> **What is required**:
An exact, complete copy of the entries is what is needed.

> **Stored data**:
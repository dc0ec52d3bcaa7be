//! Sample queues used by multi-channel stages and prefetch threads.
//!
//! [`ArrayQueue`] is a FIFO of owned sample buffers with a head offset:
//! writing moves a whole buffer in (amortized O(1)), reading spans buffer
//! boundaries. [`BlockingArrayQueue`] adds a capacity bound, a mutex and a
//! condition variable on top, for handing sample blocks between threads.

use std::collections::VecDeque;
use std::sync::{Condvar, Mutex};

/// FIFO of owned sample buffers with a read offset into the front buffer.
///
/// `size` is kept as a running sum so it never traverses the queue.
#[derive(Default)]
pub struct ArrayQueue<T> {
    bufs: VecDeque<Vec<T>>,
    pos: usize,
    sum: usize,
}

impl<T: Copy> ArrayQueue<T> {
    pub fn new() -> Self {
        Self {
            bufs: VecDeque::new(),
            pos: 0,
            sum: 0,
        }
    }

    /// Number of samples currently queued.
    pub fn len(&self) -> usize {
        self.sum - self.pos
    }

    pub fn is_empty(&self) -> bool {
        self.len() == 0
    }

    /// Appends a buffer by move.
    pub fn write_buf(&mut self, v: Vec<T>) {
        self.sum += v.len();
        self.bufs.push_back(v);
    }

    /// Appends a copy of `src`.
    pub fn write(&mut self, src: &[T]) {
        self.write_buf(src.to_vec());
    }

    /// Reads up to `dst.len()` samples, spanning buffer boundaries.
    pub fn read(&mut self, dst: &mut [T]) -> usize {
        let total = self.len().min(dst.len());
        let mut done = 0;
        while done < total {
            let front = self.bufs.front().expect("non-empty by size accounting");
            let chunk = (front.len() - self.pos).min(total - done);
            dst[done..done + chunk].copy_from_slice(&front[self.pos..self.pos + chunk]);
            self.pos += chunk;
            done += chunk;
            if self.pos >= front.len() {
                self.sum -= front.len();
                self.pos = 0;
                self.bufs.pop_front();
            }
        }
        total
    }
}

struct BaqState<T> {
    queue: ArrayQueue<T>,
    closed: bool,
}

/// Bounded, thread-safe [`ArrayQueue`].
///
/// `write` blocks while the queue is at capacity, `read` blocks while it is
/// empty; [`close`](BlockingArrayQueue::close) wakes every waiter, after
/// which reads drain the residue and then return 0 and writes are discarded.
pub struct BlockingArrayQueue<T> {
    capacity: usize,
    state: Mutex<BaqState<T>>,
    cond: Condvar,
}

impl<T: Copy> BlockingArrayQueue<T> {
    pub fn new(capacity: usize) -> Self {
        Self {
            capacity,
            state: Mutex::new(BaqState {
                queue: ArrayQueue::new(),
                closed: false,
            }),
            cond: Condvar::new(),
        }
    }

    pub fn len(&self) -> usize {
        self.state.lock().unwrap().queue.len()
    }

    pub fn is_empty(&self) -> bool {
        self.len() == 0
    }

    /// Marks the queue closed and wakes all blocked readers and writers.
    pub fn close(&self) {
        let mut state = self.state.lock().unwrap();
        state.closed = true;
        self.cond.notify_all();
    }

    /// Moves `v` into the queue, blocking while the queue is at capacity.
    ///
    /// The buffer is dropped if the queue has been closed.
    pub fn write_buf(&self, v: Vec<T>) {
        let mut state = self.state.lock().unwrap();
        while state.queue.len() >= self.capacity && !state.closed {
            state = self.cond.wait(state).unwrap();
        }
        if state.closed {
            return;
        }
        state.queue.write_buf(v);
        self.cond.notify_all();
    }

    /// Copies as much of `src` as currently fits, blocking while full.
    ///
    /// Returns the number of samples written; 0 after close.
    pub fn write(&self, src: &[T]) -> usize {
        let mut state = self.state.lock().unwrap();
        while state.queue.len() >= self.capacity && !state.closed {
            state = self.cond.wait(state).unwrap();
        }
        if state.closed {
            return 0;
        }
        let n = src.len().min(self.capacity - state.queue.len());
        state.queue.write(&src[..n]);
        self.cond.notify_all();
        n
    }

    /// Reads up to `dst.len()` samples, blocking while the queue is empty
    /// and not closed. Returns 0 only after close with nothing queued.
    pub fn read(&self, dst: &mut [T]) -> usize {
        let mut state = self.state.lock().unwrap();
        while state.queue.is_empty() && !state.closed {
            state = self.cond.wait(state).unwrap();
        }
        let n = state.queue.read(dst);
        self.cond.notify_all();
        n
    }
}

#[cfg(test)]
mod tests {
    use super::*;
    use std::sync::Arc;
    use std::thread;

    #[test]
    fn array_queue_spans_buffers() {
        let mut q = ArrayQueue::new();
        q.write(&[1i32, 2, 3]);
        q.write_buf(vec![4, 5]);
        assert_eq!(q.len(), 5);

        let mut dst = [0i32; 4];
        assert_eq!(q.read(&mut dst), 4);
        assert_eq!(dst, [1, 2, 3, 4]);
        assert_eq!(q.len(), 1);

        let mut rest = [0i32; 4];
        assert_eq!(q.read(&mut rest), 1);
        assert_eq!(rest[0], 5);
        assert!(q.is_empty());
    }

    #[test]
    fn array_queue_partial_front_accounting() {
        let mut q = ArrayQueue::new();
        q.write(&[1u8, 2, 3, 4]);
        let mut one = [0u8; 1];
        q.read(&mut one);
        assert_eq!(q.len(), 3);
        q.write(&[5, 6]);
        assert_eq!(q.len(), 5);
        let mut dst = [0u8; 5];
        assert_eq!(q.read(&mut dst), 5);
        assert_eq!(dst, [2, 3, 4, 5, 6]);
    }

    #[test]
    fn blocking_queue_rendezvous() {
        let q = Arc::new(BlockingArrayQueue::new(8));
        let producer = {
            let q = Arc::clone(&q);
            thread::spawn(move || {
                for block in 0..16 {
                    let base = block * 4;
                    q.write_buf((base..base + 4).collect());
                }
                q.close();
            })
        };

        let mut collected = Vec::new();
        let mut buf = [0usize; 5];
        loop {
            let n = q.read(&mut buf);
            if n == 0 {
                break;
            }
            collected.extend_from_slice(&buf[..n]);
        }
        producer.join().unwrap();
        assert_eq!(collected, (0..64).collect::<Vec<_>>());
    }

    #[test]
    fn close_wakes_reader() {
        let q = Arc::new(BlockingArrayQueue::<f32>::new(4));
        let reader = {
            let q = Arc::clone(&q);
            thread::spawn(move || {
                let mut buf = [0.0f32; 4];
                q.read(&mut buf)
            })
        };
        thread::sleep(std::time::Duration::from_millis(20));
        q.close();
        assert_eq!(reader.join().unwrap(), 0);
    }
}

> **Response to this exercise**:
repository dc0ec52d3bcaa7be
//! Sample queues used by multi-channel stages and prefetch threads.
//!
//! [`ArrayQueue`] is a FIFO of owned sample buffers with a head offset:
//! writing moves a whole buffer in (amortized O(1)), reading spans buffer
//! boundaries. [`BlockingArrayQueue`] adds a capacity bound, a mutex and a
//! condition variable on top, for handing sample blocks between threads.

use std::collections::VecDeque;
use std::sync::{Condvar, Mutex};

/// FIFO of owned sample buffers with a read offset into the front buffer.
///
/// `size` is kept as a running sum so it never traverses the queue.
#[derive(Default)]
pub struct ArrayQueue<T> {
    bufs: VecDeque<Vec<T>>,
    pos: usize,
    sum: usize,
}

impl<T: Copy> ArrayQueue<T> {
    pub fn new() -> Self {
        Self {
            bufs: VecDeque::new(),
            pos: 0,
            sum: 0,
        }
    }

    /// Number of samples currently queued.
    pub fn len(&self) -> usize {
        self.sum - self.pos
    }

    pub fn is_empty(&self) -> bool {
        self.len() == 0
    }

    /// Appends a buffer by move.
    pub fn write_buf(&mut self, v: Vec<T>) {
        self.sum += v.len();
        self.bufs.push_back(v);
    }

    /// Appends a copy of `src`.
    pub fn write(&mut self, src: &[T]) {
        self.write_buf(src.to_vec());
    }

    /// Reads up to `dst.len()` samples, spanning buffer boundaries.
    pub fn read(&mut self, dst: &mut [T]) -> usize {
        let total = self.len().min(dst.len());
        let mut done = 0;
        while done < total {
            let front = self.bufs.front().expect("non-empty by size accounting");
            let chunk = (front.len() - self.pos).min(total - done);
            dst[done..done + chunk].copy_from_slice(&front[self.pos..self.pos + chunk]);
            self.pos += chunk;
            done += chunk;
            if self.pos >= front.len() {
                self.sum -= front.len();
                self.pos = 0;
                self.bufs.pop_front();
            }
        }
        total
    }
}

struct BaqState<T> {
    queue: ArrayQueue<T>,
    closed: bool,
}

/// Bounded, thread-safe [`ArrayQueue`].
///
/// `write` blocks while the queue is at capacity, `read` blocks while it is
/// empty; [`close`](BlockingArrayQueue::close) wakes every waiter, after
/// which reads drain the residue and then return 0 and writes are discarded.
pub struct BlockingArrayQueue<T> {
    capacity: usize,
    state: Mutex<BaqState<T>>,
    cond: Condvar,
}

impl<T: Copy> BlockingArrayQueue<T> {
    pub fn new(capacity: usize) -> Self {
        Self {
            capacity,
            state: Mutex::new(BaqState {
                queue: ArrayQueue::new(),
                closed: false,
            }),
            cond: Condvar::new(),
        }
    }

    pub fn len(&self) -> usize {
        self.state.lock().unwrap().queue.len()
    }

    pub fn is_empty(&self) -> bool {
        self.len() == 0
    }

    /// Marks the queue closed and wakes all blocked readers and writers.
    pub fn close(&self) {
        let mut state = self.state.lock().unwrap();
        state.closed = true;
        self.cond.notify_all();
    }

    /// Moves `v` into the queue, blocking while the queue is at capacity.
    ///
    /// The buffer is dropped if the queue has been closed.
    pub fn write_buf(&self, v: Vec<T>) {
        let mut state = self.state.lock().unwrap();
        while state.queue.len() >= self.capacity && !state.closed {
            state = self.cond.wait(state).unwrap();
        }
        if state.closed {
            return;
        }
        state.queue.write_buf(v);
        self.cond.notify_all();
    }

    /// Copies as much of `src` as currently fits, blocking while full.
    ///
    /// Returns the number of samples written; 0 after close.
    pub fn write(&self, src: &[T]) -> usize {
        let mut state = self.state.lock().unwrap();
        while state.queue.len() >= self.capacity && !state.closed {
            state = self.cond.wait(state).unwrap();
        }
        if state.closed {
            return 0;
        }
        let n = src.len().min(self.capacity - state.queue.len());
        state.queue.write(&src[..n]);
        self.cond.notify_all();
        n
    }

    /// Reads up to `dst.len()` samples, blocking while the queue is empty
    /// and not closed. Returns 0 only after close with nothing queued.
    pub fn read(&self, dst: &mut [T]) -> usize {
        let mut state = self.state.lock().unwrap();
        while state.queue.is_empty() && !state.closed {
            state = self.cond.wait(state).unwrap();
        }
        let n = state.queue.read(dst);
        self.cond.notify_all();
        n
    }
}

#[cfg(test)]
mod tests {
    use super::*;
    use std::sync::Arc;
    use std::thread;

    #[test]
    fn array_queue_spans_buffers() {
        let mut q = ArrayQueue::new();
        q.write(&[1i32, 2, 3]);
        q.write_buf(vec![4, 5]);
        assert_eq!(q.len(), 5);

        let mut dst = [0i32; 4];
        assert_eq!(q.read(&mut dst), 4);
        assert_eq!(dst, [1, 2, 3, 4]);
        assert_eq!(q.len(), 1);

        let mut rest = [0i32; 4];
        assert_eq!(q.read(&mut rest), 1);
        assert_eq!(rest[0], 5);
        assert!(q.is_empty());
    }

    #[test]
    fn array_queue_partial_front_accounting() {
        let mut q = ArrayQueue::new();
        q.write(&[1u8, 2, 3, 4]);
        let mut one = [0u8; 1];
        q.read(&mut one);
        assert_eq!(q.len(), 3);
        q.write(&[5, 6]);
        assert_eq!(q.len(), 5);
        let mut dst = [0u8; 5];
        assert_eq!(q.read(&mut dst), 5);
        assert_eq!(dst, [2, 3, 4, 5, 6]);
    }

    #[test]
    fn blocking_queue_rendezvous() {
        let q = Arc::new(BlockingArrayQueue::new(8));
        let producer = {
            let q = Arc::clone(&q);
            thread::spawn(move || {
                for block in 0..16 {
                    let base = block * 4;
                    q.write_buf((base..base + 4).collect());
                }
                q.close();
            })
        };

        let mut collected = Vec::new();
        let mut buf = [0usize; 5];
        loop {
            let n = q.read(&mut buf);
            if n == 0 {
                break;
            }
            collected.extend_from_slice(&buf[..n]);
        }
        producer.join().unwrap();
        assert_eq!(collected, (0..64).collect::<Vec<_>>());
    }

    #[test]
    fn close_wakes_reader() {
        let q = Arc::new(BlockingArrayQueue::<f32>::new(4));
        let reader = {
            let q = Arc::clone(&q);
            thread::spawn(move || {
                let mut buf = [0.0f32; 4];
                q.read(&mut buf)
            })
        };
        thread::sleep(std::time::Duration::from_millis(20));
        q.close();
        assert_eq!(reader.join().unwrap(), 0);
    }
}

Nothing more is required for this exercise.